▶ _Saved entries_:
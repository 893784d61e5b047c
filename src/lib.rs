//! # palisade
//!
//! palisade is an automated moderation agent for the AT Protocol / Bluesky
//! ecosystem. It watches a live stream of user activity for patterns of
//! abuse — repeated images, videos, records, and links, and redirection
//! chains toward suspicious destinations — and emits moderation actions
//! (reports, labels, acknowledgments, tags, comments) against the network's
//! moderation service.
//!
//! ## Architecture Overview
//!
//! The pipeline is built from a handful of components:
//!
//! ### Client and Session
//! - The client facade composes the session manager and the XRPC transport
//! - Sessions refresh proactively ahead of token expiry and reconnect from
//!   scratch when the server rejects the refresh token
//! - All requests share one retry policy for transient read-EOF faults
//!
//! ### Embed Checking
//! - A bounded queue feeds a fixed worker pool with per-post embed lists
//! - Frequency counters per category alert at geometric milestones
//! - External links are chased through their redirect chains, hop by hop,
//!   against the whitelist and the rule matcher
//!
//! ### Action Routing
//! - Matcher decisions and account reports flow through a second bounded
//!   queue into typed moderation API calls
//! - Dry-run mode short-circuits every emission into a log line
//!
//! ### Account Activity
//! - Recently-active accounts accumulate per-category event counts in a
//!   fixed-capacity LFU cache with an eviction flush hook
//!
//! Control flow: ingestion produces embed-info lists → embed checker queue →
//! per-embed handling → (counters + redirect follower + matcher) → action
//! router queue → client facade → remote service.
//!
//! ## Configuration
//!
//! The service is configured from a YAML file; see `config::Settings`. Both
//! queues apply backpressure, so a stalled remote service slows ingestion
//! instead of dropping work.
//!
//! ## Error Handling
//!
//! All error strings use the format: `error-palisade-<domain>-<number>
//! <message>: <details>`

/// Recently-active account state with LFU-bounded retention.
pub mod activity;

/// AT Protocol client: XRPC transport, session lifecycle, and the typed
/// moderation operations.
pub mod atproto;

/// Configuration structures and YAML loading for all service components.
pub mod config;

pub mod errors;

/// Embed checking: frequency counters, URI admission, and the redirect
/// follower.
pub mod embed;

/// The rule-matcher seam and the built-in substring matcher.
pub mod matcher;

/// Metrics collection for service observability.
pub mod metrics;

/// Moderation decision routing toward the remote service.
pub mod moderation;

/// Bounded work-queue abstraction backing the pipeline stages.
pub mod queue_adapter;
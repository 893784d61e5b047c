//! Redirect follower for external link embeds.
//!
//! Link shorteners and ad chains hide their destination behind several
//! hops, so each hop is fetched and judged individually: the chain is
//! recorded, every next URL goes through the same counter/whitelist
//! admission as a top-level link, and each hop is offered to the rule
//! matcher. A chain that exceeds the hop limit is itself a signal and
//! produces an account-level report carrying the observed chain.
//!
//! The follower drives its own client with redirects disabled and a
//! short-lived connection pool: endpoints here are promiscuous — many
//! distinct hosts, rarely revisited. The initial GET masquerades as a
//! mainstream browser the way the web app's link cards are fetched.

use reqwest::header::{ACCEPT, ACCEPT_ENCODING, ACCEPT_LANGUAGE, LOCATION, USER_AGENT};
use reqwest::redirect::Policy;
use std::collections::HashMap;
use std::time::Duration;
use tracing::{error, info, warn};
use url::Url;

use super::checker::EmbedChecker;
use crate::atproto::xrpc::{MAX_EOF_RETRIES, chain_mentions_eof};
use crate::errors::EmbedError;
use crate::matcher::Candidate;
use crate::metrics::SharedMetricsPublisher;
use crate::moderation::{AutomationReason, Decision};

const BROWSER_USER_AGENT: &str = "Mozilla/5.0 (Windows NT 10.0; Win64; x64) \
     AppleWebKit/537.36 (KHTML, like Gecko) Chrome/132.0.0.0 Safari/537.36";
const BROWSER_ACCEPT: &str =
    "text/html,application/xhtml+xml,application/xml;q=0.9,image/avif,image/webp,image/apng,*/*;q=0.8";

/// How a redirect chain ended. Each variant is counted separately.
#[derive(Debug, Clone, Copy, PartialEq, Eq)]
pub enum RedirectOutcome {
    /// Chain terminated naturally within the hop limit
    Completed,
    /// Hop limit exceeded; one account report was enqueued
    Overflow,
    /// Any other failure; logged, no action
    Error,
}

/// Per-external-URL redirect chaser.
pub struct RedirectFollower {
    http: reqwest::Client,
    limit: usize,
    metrics: SharedMetricsPublisher,
}

impl RedirectFollower {
    pub fn new(limit: usize, metrics: SharedMetricsPublisher) -> Result<Self, EmbedError> {
        let http = reqwest::Client::builder()
            .redirect(Policy::none())
            .pool_idle_timeout(Duration::from_secs(4))
            .pool_max_idle_per_host(1)
            .connect_timeout(Duration::from_secs(10))
            .timeout(Duration::from_secs(30))
            .build()
            .map_err(|err| EmbedError::HttpClientFailed {
                details: err.to_string(),
            })?;
        Ok(Self {
            http,
            limit,
            metrics,
        })
    }

    /// Chase the chain rooted at `root` and record the outcome.
    pub async fn follow(
        &self,
        checker: &EmbedChecker,
        repo: &str,
        path: &str,
        root: &str,
    ) -> RedirectOutcome {
        info!(url = root, "redirect check starting");
        let mut chain = vec![root.to_string()];
        let outcome = self.follow_chain(checker, repo, path, root, &mut chain).await;
        match outcome {
            RedirectOutcome::Completed => self.metrics.incr("link.redirect_ok").await,
            RedirectOutcome::Overflow => self.metrics.incr("link.redirect_limit_exceeded").await,
            RedirectOutcome::Error => self.metrics.incr("link.redirect_error").await,
        }
        self.metrics
            .histogram("link.redirection.hops", chain.len() as u64)
            .await;
        info!(hops = chain.len(), chain = ?chain, "redirect check complete");
        outcome
    }

    async fn follow_chain(
        &self,
        checker: &EmbedChecker,
        repo: &str,
        path: &str,
        root: &str,
        chain: &mut Vec<String>,
    ) -> RedirectOutcome {
        let mut current = match Url::parse(root) {
            Ok(url) => url,
            Err(err) => {
                warn!(url = root, error = %err, "redirect root failed to parse");
                return RedirectOutcome::Error;
            }
        };
        loop {
            let response = match self.fetch(current.as_str()).await {
                Ok(response) => response,
                Err(err) => {
                    error!(url = %current, error = %err, "redirect check failed");
                    return RedirectOutcome::Error;
                }
            };
            let status = response.status();
            if !status.is_redirection() {
                return RedirectOutcome::Completed;
            }
            let location = response
                .headers()
                .get(LOCATION)
                .and_then(|value| value.to_str().ok());
            let Some(location) = location else {
                warn!(url = %current, code = status.as_u16(), "redirect without Location header");
                return RedirectOutcome::Error;
            };
            let next = match current.join(location) {
                Ok(url) => url,
                Err(err) => {
                    warn!(location, error = %err, "malformed redirect target");
                    return RedirectOutcome::Error;
                }
            };
            info!(code = status.as_u16(), url = %next, "redirect");
            chain.push(next.to_string());

            if chain.len() - 1 > self.limit {
                error!(url = root, limit = self.limit, "redirect limit exceeded");
                let report = Decision::AccountReport {
                    did: repo.to_string(),
                    reason: AutomationReason::LinkRedirection {
                        path: path.to_string(),
                        chain: chain.clone(),
                    },
                };
                if let Err(err) = checker.router().wait_enqueue(report).await {
                    error!(error = ?err, "failed to enqueue redirect overflow report");
                }
                return RedirectOutcome::Overflow;
            }

            // Already counted, whitelisted, or unparseable: stop following
            if checker.uri_seen(repo, path, next.as_str()).await
                || !checker.should_process_uri(next.as_str()).await
            {
                return RedirectOutcome::Completed;
            }

            self.metrics.incr("link.redirections").await;
            let candidates = [Candidate {
                subject: root.to_string(),
                field: "redirected_url".to_string(),
                value: next.to_string(),
            }];
            let results = checker.matcher().all_matches_for_candidates(&candidates);
            if !results.is_empty() {
                self.metrics.incr("link.redirect_matched_rule").await;
                info!(url = %next, "redirect matched rules");
                let decision = Decision::Matches {
                    did: repo.to_string(),
                    matches: HashMap::from([(path.to_string(), results)]),
                };
                if let Err(err) = checker.router().wait_enqueue(decision).await {
                    error!(error = ?err, "failed to enqueue redirect match decision");
                }
            }
            current = next;
        }
    }

    async fn fetch(&self, url: &str) -> Result<reqwest::Response, reqwest::Error> {
        let mut attempt = 0;
        loop {
            let result = self
                .http
                .get(url)
                .header(USER_AGENT, BROWSER_USER_AGENT)
                .header(ACCEPT, BROWSER_ACCEPT)
                .header(ACCEPT_LANGUAGE, "en-US,en;q=0.9")
                .header(ACCEPT_ENCODING, "gzip, deflate")
                .header("Referrer-Policy", "strict-origin-when-cross-origin")
                .send()
                .await;
            match result {
                Ok(response) => return Ok(response),
                Err(err) if chain_mentions_eof(&err) && attempt + 1 < MAX_EOF_RETRIES => {
                    attempt += 1;
                    warn!(url, attempt, "read EOF on redirect check, retrying");
                }
                Err(err) => return Err(err),
            }
        }
    }
}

▶ _TASK_: Look through the entries above. Extract each line with the word "atproto".

▶ _TASK ANSWER_:
pub mod atproto;
use crate::atproto::xrpc::{MAX_EOF_RETRIES, chain_mentions_eof};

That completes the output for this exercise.